Logical Optimization Fails to Eliminate Redundant Sorting

translator_bot · June 22, 2024, 6:59pm

Note:
This topic has been translated from a Chinese forum by GPT and might contain errors.

Original topic: 逻辑优化未能消除无用排序

| username: 人如其名

For the orders table in the tpch schema, there is the following query:

select max(o_clerk), min(o_clerk) from (select o_clerk from orders order by o_clerk desc) a;

Viewing the execution plan:

mysql> explain select max(o_clerk), min(o_clerk) from (select o_clerk from orders order by o_clerk desc) a;
+----------------------------+-------------+-----------+---------------+----------------------------------------------------------------------------------------+
| id                         | estRows     | task      | access object | operator info                                                                          |
+----------------------------+-------------+-----------+---------------+----------------------------------------------------------------------------------------+
| StreamAgg_8                | 1.00        | root      |               | funcs:max(tpch1.orders.o_clerk)->Column#10, funcs:min(tpch1.orders.o_clerk)->Column#11 |
| └─Sort_13                  | 15000000.00 | root      |               | tpch1.orders.o_clerk:desc                                                              |
|   └─TableReader_12         | 15000000.00 | root      |               | data:TableFullScan_11                                                                  |
|     └─TableFullScan_11     | 15000000.00 | cop[tikv] | table:orders  | keep order:false                                                                       |
+----------------------------+-------------+-----------+---------------+----------------------------------------------------------------------------------------+
4 rows in set (0.00 sec)

It can be seen that a Sort operation is still performed.
Expectation: The optimizer rewrites the statement to: select max(o_clerk), min(o_clerk) from orders;
Expected execution plan:

mysql> explain select max(o_clerk), min(o_clerk) from orders;
+----------------------------+-------------+-----------+---------------+----------------------------------------------------------------------------------------+
| id                         | estRows     | task      | access object | operator info                                                                          |
+----------------------------+-------------+-----------+---------------+----------------------------------------------------------------------------------------+
| StreamAgg_16               | 1.00        | root      |               | funcs:max(Column#14)->Column#10, funcs:min(Column#15)->Column#11                       |
| └─TableReader_17           | 1.00        | root      |               | data:StreamAgg_8                                                                       |
|   └─StreamAgg_8            | 1.00        | cop[tikv] |               | funcs:max(tpch1.orders.o_clerk)->Column#14, funcs:min(tpch1.orders.o_clerk)->Column#15 |
|     └─TableFullScan_15     | 15000000.00 | cop[tikv] | table:orders  | keep order:false                                                                       |
+----------------------------+-------------+-----------+---------------+----------------------------------------------------------------------------------------+
4 rows in set (0.01 sec)

Can this type of issue be optimized and enhanced?
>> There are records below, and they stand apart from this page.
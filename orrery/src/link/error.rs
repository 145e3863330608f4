use std::io;

use thiserror::Error;

use super::handle::Handle;

/// Connection loop failures.
///
/// `Poll` aborts a whole `tick()`. Every other variant concerns a single
/// connection, which is removed and reported to its handler.
#[derive(Debug, Error)]
pub enum ConnectionError {
    #[error("cannot resolve {host}: {source}")]
    Resolve {
        host: String,
        #[source]
        source: io::Error,
    },

    #[error("cannot connect to {address}: {source}")]
    Connect {
        address: String,
        #[source]
        source: io::Error,
    },

    #[error("readiness check failed: {0}")]
    Poll(#[source] io::Error),

    #[error("I/O error: {0}")]
    Io(#[from] io::Error),

    #[error("protocol error: {0}")]
    Protocol(String),

    #[error("connection closed by peer")]
    Closed,

    #[error("connection table is full")]
    TableFull,

    #[error("no connection with handle {0}")]
    UnknownHandle(Handle),
}
use std::collections::BTreeMap;
use std::collections::btree_map;
use std::fmt;

use super::connection::Connection;
use super::error::ConnectionError;

/// Identifier of one connection in a [`ConnectionTable`].
///
/// Handles are small and reused: a new connection gets the lowest value not
/// currently in the table.
#[derive(Debug, Clone, Copy, PartialEq, Eq, PartialOrd, Ord, Hash)]
pub struct Handle(u16);

impl Handle {
    #[must_use]
    pub const fn new(raw: u16) -> Self {
        Self(raw)
    }

    #[must_use]
    pub const fn as_u16(self) -> u16 {
        self.0
    }
}

impl fmt::Display for Handle {
    fn fmt(&self, f: &mut fmt::Formatter<'_>) -> fmt::Result {
        write!(f, "#{}", self.0)
    }
}

/// Live connections keyed by handle. Iteration is in ascending handle order.
pub struct ConnectionTable<H> {
    entries: BTreeMap<Handle, Connection<H>>,
}

impl<H> Default for ConnectionTable<H> {
    fn default() -> Self {
        Self {
            entries: BTreeMap::new(),
        }
    }
}

impl<H> ConnectionTable<H> {
    #[must_use]
    pub fn len(&self) -> usize {
        self.entries.len()
    }

    #[must_use]
    pub fn is_empty(&self) -> bool {
        self.entries.is_empty()
    }

    #[must_use]
    pub fn contains(&self, handle: Handle) -> bool {
        self.entries.contains_key(&handle)
    }

    /// Lowest handle not in use.
    #[must_use]
    pub fn next_free(&self) -> Option<Handle> {
        let mut candidate: u32 = 0;
        for handle in self.entries.keys() {
            if u32::from(handle.0) != candidate {
                break;
            }
            candidate += 1;
        }
        u16::try_from(candidate).ok().map(Handle)
    }

    /// Inserts under the lowest free handle.
    ///
    /// # Errors
    ///
    /// [`ConnectionError::TableFull`] when every handle is taken.
    pub fn insert(&mut self, connection: Connection<H>) -> Result<Handle, ConnectionError> {
        let handle = self.next_free().ok_or(ConnectionError::TableFull)?;
        self.entries.insert(handle, connection);
        Ok(handle)
    }

    pub fn remove(&mut self, handle: Handle) -> Option<Connection<H>> {
        self.entries.remove(&handle)
    }

    #[must_use]
    pub fn get(&self, handle: Handle) -> Option<&Connection<H>> {
        self.entries.get(&handle)
    }

    pub fn get_mut(&mut self, handle: Handle) -> Option<&mut Connection<H>> {
        self.entries.get_mut(&handle)
    }

    pub fn handles(&self) -> impl Iterator<Item = Handle> + '_ {
        self.entries.keys().copied()
    }

    pub fn iter(&self) -> btree_map::Iter<'_, Handle, Connection<H>> {
        self.entries.iter()
    }
}

#[cfg(test)]
mod tests {
    use super::*;
    use std::os::unix::net::UnixStream;

    fn conn() -> Connection<()> {
        let (a, _b) = UnixStream::pair().unwrap();
        Connection::new(Box::new(a), (), "test", true)
    }

    #[test]
    fn assigns_lowest_unused_handle() {
        let mut table = ConnectionTable::default();
        assert_eq!(table.insert(conn()).unwrap(), Handle(0));
        assert_eq!(table.insert(conn()).unwrap(), Handle(1));
        assert_eq!(table.insert(conn()).unwrap(), Handle(2));

        table.remove(Handle(1));
        assert_eq!(table.next_free(), Some(Handle(1)));
        assert_eq!(table.insert(conn()).unwrap(), Handle(1));
        assert_eq!(table.insert(conn()).unwrap(), Handle(3));
    }

    #[test]
    fn iterates_in_ascending_order() {
        let mut table = ConnectionTable::default();
        for _ in 0..4 {
            table.insert(conn()).unwrap();
        }
        table.remove(Handle(0));
        table.remove(Handle(2));
        let order: Vec<_> = table.handles().map(Handle::as_u16).collect();
        assert_eq!(order, vec![1, 3]);
    }

    #[test]
    fn remove_is_idempotent() {
        let mut table = ConnectionTable::default();
        let h = table.insert(conn()).unwrap();
        assert!(table.remove(h).is_some());
        assert!(table.remove(h).is_none());
        assert!(table.is_empty());
    }
}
translator_bot · June 22, 2024, 6:59pm

| username: 我是咖啡哥 | Original post link

Still not that intelligent

translator_bot · June 22, 2024, 6:59pm

| username: tidb菜鸟一只 | Original post link

This is a classic subquery. It will definitely prioritize executing the part “select o_clerk from orders order by o_clerk desc” first…

translator_bot · June 22, 2024, 6:59pm

| username: 人如其名 | Original post link

The elimination of invalid associations also needs to be strengthened, as follows:

mysql> show create table customer \G
*************************** 1. row ***************************
       Table: customer
Create Table: CREATE TABLE `customer` (
  `C_CUSTKEY` bigint(20) NOT NULL,
  `C_NAME` varchar(25) NOT NULL,
  `C_ADDRESS` varchar(40) NOT NULL,
  `C_NATIONKEY` bigint(20) NOT NULL,
  `C_PHONE` char(15) NOT NULL,
  `C_ACCTBAL` decimal(15,2) NOT NULL,
  `C_MKTSEGMENT` char(10) NOT NULL,
  `C_COMMENT` varchar(117) NOT NULL,
  PRIMARY KEY (`C_CUSTKEY`) /*T![clustered_index] CLUSTERED */
) ENGINE=InnoDB DEFAULT CHARSET=utf8mb4 COLLATE=utf8mb4_bin
1 row in set (0.00 sec)

mysql> show create table nation \G
*************************** 1. row ***************************
       Table: nation
Create Table: CREATE TABLE `nation` (
  `N_NATIONKEY` bigint(20) NOT NULL,
  `N_NAME` char(25) NOT NULL,
  `N_REGIONKEY` bigint(20) NOT NULL,
  `N_COMMENT` varchar(152) DEFAULT NULL,
  PRIMARY KEY (`N_NATIONKEY`) /*T![clustered_index] CLUSTERED */
) ENGINE=InnoDB DEFAULT CHARSET=utf8mb4 COLLATE=utf8mb4_bin
1 row in set (0.00 sec)

mysql> explain select count(*) from customer a left join nation b on a.C_NATIONKEY=b.N_NATIONKEY;
+-------------------------------+------------+-----------+---------------+---------------------------------------------------------------------------------+
| id                            | estRows    | task      | access object | operator info                                                                   |
+-------------------------------+------------+-----------+---------------+---------------------------------------------------------------------------------+
| HashAgg_8                     | 1.00       | root      |               | funcs:count(1)->Column#13                                                       |
| └─HashJoin_19                 | 1500000.00 | root      |               | left outer join, equal:[eq(tpch.customer.c_nationkey, tpch.nation.n_nationkey)] |
|   ├─TableReader_24(Build)     | 25.00      | root      |               | data:TableFullScan_23                                                           |
|   │ └─TableFullScan_23        | 25.00      | cop[tikv] | table:b       | keep order:false, stats:pseudo                                                  |
|   └─TableReader_22(Probe)     | 1500000.00 | root      |               | data:TableFullScan_21                                                           |
|     └─TableFullScan_21        | 1500000.00 | cop[tikv] | table:a       | keep order:false                                                                |
+-------------------------------+------------+-----------+---------------+---------------------------------------------------------------------------------+
6 rows in set (0.00 sec)

In fact, since the N_NATIONKEY of the nation table is the primary key, it should directly use the primary key of the customer for the count. I hope this can also be optimized at the logical optimization level to eliminate the association.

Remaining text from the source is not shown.